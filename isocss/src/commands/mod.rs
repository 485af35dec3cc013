// isocss/src/commands/mod.rs
pub mod isolate;
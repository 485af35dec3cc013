//! source_map.rs - Removes source-map comment references from CSS text.
//!
//! This is a pure text filter: no parsing, never fails, and every byte outside
//! a matched reference is left untouched.
//!
//! License: MIT OR APACHE 2.0

use lazy_static::lazy_static;
use regex::Regex;
use std::borrow::Cow;

lazy_static! {
    /// `/*# sourceMappingURL=<url> */`, the legacy `/*@ ... */` form, and `//# sourceMappingURL=<url>`.
    static ref SOURCE_MAP_REF: Regex = Regex::new(
        r"/\*\s*[#@]\s*sourceMappingURL=[A-Za-z0-9\-._~:/?#\[\]@!$&'()+,;=%]*\s*\*/|//[#@]\s*sourceMappingURL=[A-Za-z0-9\-._~:/?#\[\]@!$&'()*+,;=%]*"
    )
    .unwrap();
}

/// Source-map references in `css`, in order of appearance.
pub fn find_source_map_refs(css: &str) -> Vec<&str> {
    SOURCE_MAP_REF.find_iter(css).map(|m| m.as_str()).collect()
}

/// Re-attaches the source-map references of `source` to `compiled`, one per line.
///
/// Reprinting through the CSS parser drops comments, so passes that reprint
/// call this to leave removal to [`strip_source_map_refs`] alone.
pub fn append_source_map_refs(mut compiled: String, source: &str) -> String {
    for reference in find_source_map_refs(source) {
        if compiled.contains(reference) {
            continue;
        }
        if !compiled.is_empty() && !compiled.ends_with('\n') {
            compiled.push('\n');
        }
        compiled.push_str(reference);
        compiled.push('\n');
    }
    compiled
}

/// Strips every source-map comment reference from `css`.
pub fn strip_source_map_refs(css: &str) -> String {
    match SOURCE_MAP_REF.replace_all(css, "") {
        Cow::Borrowed(unchanged) => unchanged.to_string(),
        Cow::Owned(stripped) => {
            log::debug!("Stripped source-map reference(s) from stylesheet");
            stripped
        }
    }
}
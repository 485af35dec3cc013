//! errors.rs - Custom error types for the isocss-core library.
//!
//! This module defines a structured error enum for the library, providing
//! specific, actionable error types that can be handled programmatically.
//!
//! License: MIT OR APACHE 2.0

use lightningcss::error::ErrorLocation;
use std::fmt;
use thiserror::Error;

/// A 1-based position inside a stylesheet.
#[derive(Debug, Clone, Copy, PartialEq, Eq)]
pub struct SourceLocation {
    pub line: u32,
    pub column: u32,
}

impl SourceLocation {
    /// Converts a lightningcss location (0-based line, 1-based column).
    pub(crate) fn from_lightning(loc: &ErrorLocation) -> Self {
        Self { line: loc.line + 1, column: loc.column }
    }
}

impl fmt::Display for SourceLocation {
    fn fmt(&self, f: &mut fmt::Formatter<'_>) -> fmt::Result {
        write!(f, "line {}, column {}", self.line, self.column)
    }
}

/// This enum represents all possible error types in the `isocss-core` library.
///
/// By using `#[non_exhaustive]`, we signal to consumers of this library that
/// new variants may be added in future versions.
#[derive(Error, Debug)]
#[non_exhaustive]
pub enum IsolateError {
    /// The input stylesheet was rejected by the namespacing compiler.
    #[error("Failed to compile stylesheet{}: {message}", at(.location))]
    Compile {
        message: String,
        location: Option<SourceLocation>,
    },

    /// The sanitizer could not parse the compiled stylesheet.
    #[error("Failed to parse compiled stylesheet{}: {message}", at(.location))]
    Parse {
        message: String,
        location: Option<SourceLocation>,
    },

    #[error("Invalid prefix class '{0}': {1}")]
    InvalidPrefixClass(String, String),

    #[error("Compiler backend '{0}' is unavailable: {1}")]
    BackendUnavailable(String, String),

    #[error("Failed to render stylesheet: {0}")]
    Render(String),

    #[error("Invalid configuration: {0}")]
    Config(String),

    #[error("An unexpected I/O error occurred: {0}")]
    IoError(#[from] std::io::Error),

    /// Any other error, tagged with the file it was raised for.
    #[error("{path}: {source}")]
    InFile {
        path: String,
        #[source]
        source: Box<IsolateError>,
    },
}

fn at(location: &Option<SourceLocation>) -> String {
    match location {
        Some(loc) => format!(" at {}", loc),
        None => String::new(),
    }
}

impl IsolateError {
    /// Attaches the offending file to this error. Already-tagged errors are
    /// returned unchanged.
    pub fn in_file(self, path: impl Into<String>) -> Self {
        match self {
            tagged @ IsolateError::InFile { .. } => tagged,
            other => IsolateError::InFile {
                path: path.into(),
                source: Box::new(other),
            },
        }
    }

    /// Returns the untagged error, looking through `InFile`.
    pub fn root(&self) -> &IsolateError {
        match self {
            IsolateError::InFile { source, .. } => source.root(),
            other => other,
        }
    }

    /// The position reported by the compiler or parser, if any.
    pub fn location(&self) -> Option<SourceLocation> {
        match self.root() {
            IsolateError::Compile { location, .. } | IsolateError::Parse { location, .. } => *location,
            _ => None,
        }
    }

    pub fn is_compile_error(&self) -> bool {
        matches!(self.root(), IsolateError::Compile { .. })
    }

    pub fn is_parse_error(&self) -> bool {
        matches!(self.root(), IsolateError::Parse { .. })
    }
}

****

Retype exactly the span of lines from the one with "the library, providing" through the one with "#[derive(Debug, Clone, Copy, PartialEq, Eq)]"; include both ends and omit the rest of the material.

**Expected output**.
//! This module defines a structured error enum for the library, providing
//! specific, actionable error types that can be handled programmatically.
//!
//! License: MIT OR APACHE 2.0

use lightningcss::error::ErrorLocation;
use std::fmt;
use thiserror::Error;

/// A 1-based position inside a stylesheet.
#[derive(Debug, Clone, Copy, PartialEq, Eq)]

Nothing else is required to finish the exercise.